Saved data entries
◇ ◇ ◇ ◇ ◇ ◇ ◇

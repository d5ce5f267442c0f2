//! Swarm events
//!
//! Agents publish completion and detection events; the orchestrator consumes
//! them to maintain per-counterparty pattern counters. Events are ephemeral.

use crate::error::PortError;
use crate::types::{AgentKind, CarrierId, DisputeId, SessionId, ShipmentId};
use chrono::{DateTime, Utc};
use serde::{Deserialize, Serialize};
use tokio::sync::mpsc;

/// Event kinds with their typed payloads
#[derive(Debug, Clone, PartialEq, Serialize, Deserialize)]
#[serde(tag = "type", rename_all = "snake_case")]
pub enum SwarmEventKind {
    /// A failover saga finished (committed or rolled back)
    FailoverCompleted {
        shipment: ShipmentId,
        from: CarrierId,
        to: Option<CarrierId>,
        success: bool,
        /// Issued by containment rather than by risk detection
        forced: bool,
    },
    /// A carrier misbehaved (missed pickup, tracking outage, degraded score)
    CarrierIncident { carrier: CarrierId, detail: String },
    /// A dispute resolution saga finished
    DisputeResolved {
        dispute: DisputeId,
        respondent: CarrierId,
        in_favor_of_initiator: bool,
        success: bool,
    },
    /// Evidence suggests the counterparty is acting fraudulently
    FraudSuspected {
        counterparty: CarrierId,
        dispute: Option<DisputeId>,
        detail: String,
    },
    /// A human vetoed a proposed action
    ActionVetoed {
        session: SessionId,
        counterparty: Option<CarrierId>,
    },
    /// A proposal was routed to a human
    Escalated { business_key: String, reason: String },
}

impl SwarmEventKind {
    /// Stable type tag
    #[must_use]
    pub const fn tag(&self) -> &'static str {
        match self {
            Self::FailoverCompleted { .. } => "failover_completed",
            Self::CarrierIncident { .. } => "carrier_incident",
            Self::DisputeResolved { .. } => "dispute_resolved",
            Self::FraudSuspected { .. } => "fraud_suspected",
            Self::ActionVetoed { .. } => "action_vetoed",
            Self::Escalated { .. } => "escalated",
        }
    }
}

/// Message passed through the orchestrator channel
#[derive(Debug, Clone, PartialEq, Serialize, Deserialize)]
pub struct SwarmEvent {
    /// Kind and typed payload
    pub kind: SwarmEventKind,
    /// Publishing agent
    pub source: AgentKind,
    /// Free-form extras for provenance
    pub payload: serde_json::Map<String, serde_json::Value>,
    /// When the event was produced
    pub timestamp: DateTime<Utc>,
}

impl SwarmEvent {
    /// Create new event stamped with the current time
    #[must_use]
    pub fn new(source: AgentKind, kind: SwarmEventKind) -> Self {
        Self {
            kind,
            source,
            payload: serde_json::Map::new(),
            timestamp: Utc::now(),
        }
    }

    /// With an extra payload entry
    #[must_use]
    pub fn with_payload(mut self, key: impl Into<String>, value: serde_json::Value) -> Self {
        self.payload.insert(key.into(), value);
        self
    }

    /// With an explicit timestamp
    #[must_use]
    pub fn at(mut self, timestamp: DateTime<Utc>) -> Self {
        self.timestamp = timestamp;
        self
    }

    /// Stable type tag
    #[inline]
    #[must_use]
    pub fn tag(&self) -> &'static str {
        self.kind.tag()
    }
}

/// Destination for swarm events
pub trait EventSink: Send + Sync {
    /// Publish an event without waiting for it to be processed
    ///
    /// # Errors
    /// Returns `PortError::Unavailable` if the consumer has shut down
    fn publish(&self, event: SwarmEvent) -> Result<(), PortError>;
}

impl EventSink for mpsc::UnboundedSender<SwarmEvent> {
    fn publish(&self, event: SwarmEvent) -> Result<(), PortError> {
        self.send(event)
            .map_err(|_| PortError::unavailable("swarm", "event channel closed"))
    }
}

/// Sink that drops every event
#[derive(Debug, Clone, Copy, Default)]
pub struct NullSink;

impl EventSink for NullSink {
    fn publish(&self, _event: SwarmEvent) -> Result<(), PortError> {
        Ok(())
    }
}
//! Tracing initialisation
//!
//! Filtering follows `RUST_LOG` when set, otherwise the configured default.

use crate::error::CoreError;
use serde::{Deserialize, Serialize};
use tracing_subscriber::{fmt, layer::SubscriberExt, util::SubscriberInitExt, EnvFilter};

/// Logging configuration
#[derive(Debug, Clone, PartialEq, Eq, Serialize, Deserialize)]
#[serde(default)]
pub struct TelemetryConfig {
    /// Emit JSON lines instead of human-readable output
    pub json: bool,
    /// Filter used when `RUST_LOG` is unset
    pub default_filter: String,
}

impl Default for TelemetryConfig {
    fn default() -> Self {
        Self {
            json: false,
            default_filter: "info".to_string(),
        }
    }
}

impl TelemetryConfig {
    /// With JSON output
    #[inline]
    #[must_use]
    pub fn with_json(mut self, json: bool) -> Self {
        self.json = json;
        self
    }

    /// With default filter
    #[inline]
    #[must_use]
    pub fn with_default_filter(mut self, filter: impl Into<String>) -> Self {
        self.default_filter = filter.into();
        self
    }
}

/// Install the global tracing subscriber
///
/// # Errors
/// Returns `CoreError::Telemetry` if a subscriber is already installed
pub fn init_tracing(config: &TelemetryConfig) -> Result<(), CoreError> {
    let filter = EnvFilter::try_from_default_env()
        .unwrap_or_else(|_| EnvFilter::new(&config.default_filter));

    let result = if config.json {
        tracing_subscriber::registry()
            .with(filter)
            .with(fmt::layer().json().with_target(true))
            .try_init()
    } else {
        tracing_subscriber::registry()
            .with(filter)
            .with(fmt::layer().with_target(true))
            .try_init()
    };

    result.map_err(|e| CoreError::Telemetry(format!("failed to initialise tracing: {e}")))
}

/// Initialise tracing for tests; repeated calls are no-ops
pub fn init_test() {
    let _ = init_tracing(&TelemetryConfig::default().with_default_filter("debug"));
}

◇ ◇ ◇ ◇ ◇ ◇ ◇

Having looked over the entries above, reproduce all of them exactly.

repository d5ce5f267442c0f2
//! Swarm events
//!
//! Agents publish completion and detection events; the orchestrator consumes
//! them to maintain per-counterparty pattern counters. Events are ephemeral.

use crate::error::PortError;
use crate::types::{AgentKind, CarrierId, DisputeId, SessionId, ShipmentId};
use chrono::{DateTime, Utc};
use serde::{Deserialize, Serialize};
use tokio::sync::mpsc;

/// Event kinds with their typed payloads
#[derive(Debug, Clone, PartialEq, Serialize, Deserialize)]
#[serde(tag = "type", rename_all = "snake_case")]
pub enum SwarmEventKind {
    /// A failover saga finished (committed or rolled back)
    FailoverCompleted {
        shipment: ShipmentId,
        from: CarrierId,
        to: Option<CarrierId>,
        success: bool,
        /// Issued by containment rather than by risk detection
        forced: bool,
    },
    /// A carrier misbehaved (missed pickup, tracking outage, degraded score)
    CarrierIncident { carrier: CarrierId, detail: String },
    /// A dispute resolution saga finished
    DisputeResolved {
        dispute: DisputeId,
        respondent: CarrierId,
        in_favor_of_initiator: bool,
        success: bool,
    },
    /// Evidence suggests the counterparty is acting fraudulently
    FraudSuspected {
        counterparty: CarrierId,
        dispute: Option<DisputeId>,
        detail: String,
    },
    /// A human vetoed a proposed action
    ActionVetoed {
        session: SessionId,
        counterparty: Option<CarrierId>,
    },
    /// A proposal was routed to a human
    Escalated { business_key: String, reason: String },
}

impl SwarmEventKind {
    /// Stable type tag
    #[must_use]
    pub const fn tag(&self) -> &'static str {
        match self {
            Self::FailoverCompleted { .. } => "failover_completed",
            Self::CarrierIncident { .. } => "carrier_incident",
            Self::DisputeResolved { .. } => "dispute_resolved",
            Self::FraudSuspected { .. } => "fraud_suspected",
            Self::ActionVetoed { .. } => "action_vetoed",
            Self::Escalated { .. } => "escalated",
        }
    }
}

/// Message passed through the orchestrator channel
#[derive(Debug, Clone, PartialEq, Serialize, Deserialize)]
pub struct SwarmEvent {
    /// Kind and typed payload
    pub kind: SwarmEventKind,
    /// Publishing agent
    pub source: AgentKind,
    /// Free-form extras for provenance
    pub payload: serde_json::Map<String, serde_json::Value>,
    /// When the event was produced
    pub timestamp: DateTime<Utc>,
}

impl SwarmEvent {
    /// Create new event stamped with the current time
    #[must_use]
    pub fn new(source: AgentKind, kind: SwarmEventKind) -> Self {
        Self {
            kind,
            source,
            payload: serde_json::Map::new(),
            timestamp: Utc::now(),
        }
    }

    /// With an extra payload entry
    #[must_use]
    pub fn with_payload(mut self, key: impl Into<String>, value: serde_json::Value) -> Self {
        self.payload.insert(key.into(), value);
        self
    }

    /// With an explicit timestamp
    #[must_use]
    pub fn at(mut self, timestamp: DateTime<Utc>) -> Self {
        self.timestamp = timestamp;
        self
    }

    /// Stable type tag
    #[inline]
    #[must_use]
    pub fn tag(&self) -> &'static str {
        self.kind.tag()
    }
}

/// Destination for swarm events
pub trait EventSink: Send + Sync {
    /// Publish an event without waiting for it to be processed
    ///
    /// # Errors
    /// Returns `PortError::Unavailable` if the consumer has shut down
    fn publish(&self, event: SwarmEvent) -> Result<(), PortError>;
}

impl EventSink for mpsc::UnboundedSender<SwarmEvent> {
    fn publish(&self, event: SwarmEvent) -> Result<(), PortError> {
        self.send(event)
            .map_err(|_| PortError::unavailable("swarm", "event channel closed"))
    }
}

/// Sink that drops every event
#[derive(Debug, Clone, Copy, Default)]
pub struct NullSink;

impl EventSink for NullSink {
    fn publish(&self, _event: SwarmEvent) -> Result<(), PortError> {
        Ok(())
    }
}
//! Tracing initialisation
//!
//! Filtering follows `RUST_LOG` when set, otherwise the configured default.

use crate::error::CoreError;
use serde::{Deserialize, Serialize};
use tracing_subscriber::{fmt, layer::SubscriberExt, util::SubscriberInitExt, EnvFilter};

/// Logging configuration
#[derive(Debug, Clone, PartialEq, Eq, Serialize, Deserialize)]
#[serde(default)]
pub struct TelemetryConfig {
    /// Emit JSON lines instead of human-readable output
    pub json: bool,
    /// Filter used when `RUST_LOG` is unset
    pub default_filter: String,
}

impl Default for TelemetryConfig {
    fn default() -> Self {
        Self {
            json: false,
            default_filter: "info".to_string(),
        }
    }
}

impl TelemetryConfig {
    /// With JSON output
    #[inline]
    #[must_use]
    pub fn with_json(mut self, json: bool) -> Self {
        self.json = json;
        self
    }

    /// With default filter
    #[inline]
    #[must_use]
    pub fn with_default_filter(mut self, filter: impl Into<String>) -> Self {
        self.default_filter = filter.into();
        self
    }
}

/// Install the global tracing subscriber
///
/// # Errors
/// Returns `CoreError::Telemetry` if a subscriber is already installed
pub fn init_tracing(config: &TelemetryConfig) -> Result<(), CoreError> {
    let filter = EnvFilter::try_from_default_env()
        .unwrap_or_else(|_| EnvFilter::new(&config.default_filter));

    let result = if config.json {
        tracing_subscriber::registry()
            .with(filter)
            .with(fmt::layer().json().with_target(true))
            .try_init()
    } else {
        tracing_subscriber::registry()
            .with(filter)
            .with(fmt::layer().with_target(true))
            .try_init()
    };

    result.map_err(|e| CoreError::Telemetry(format!("failed to initialise tracing: {e}")))
}

/// Initialise tracing for tests; repeated calls are no-ops
pub fn init_test() {
    let _ = init_tracing(&TelemetryConfig::default().with_default_filter("debug"));
}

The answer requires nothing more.